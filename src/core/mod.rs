//! Core triage engine: rooms, scheduling, stealing, abandonment and shared state.

pub mod error;
pub mod event_log;
pub mod occupancy;
pub mod patient;
pub mod room;
pub mod scheduler;
pub mod stealing;
#[cfg(not(target_arch = "wasm32"))]
pub mod worker_pool;

pub use error::{AppResult, TriageError};
pub use event_log::{EventLog, LogSnapshot, LogSummary, PatientRecord, PatientState};
pub use occupancy::{OccupancyEntry, OccupancyRegistry};
pub use patient::{Arrival, QueueEntry, QueueKey};
pub use room::Room;
pub use scheduler::{Acquired, Scheduler, ServiceOutcome};
pub use stealing::{steal, StealTier, Stolen};
#[cfg(not(target_arch = "wasm32"))]
pub use worker_pool::EngineHandle;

* * * * *

Print the line that contains "pub use room::Room;" and each line after it up to the end of the listing, exactly as written.

pub use room::Room;
pub use scheduler::{Acquired, Scheduler, ServiceOutcome};
pub use stealing::{steal, StealTier, Stolen};
#[cfg(not(target_arch = "wasm32"))]
pub use worker_pool::EngineHandle;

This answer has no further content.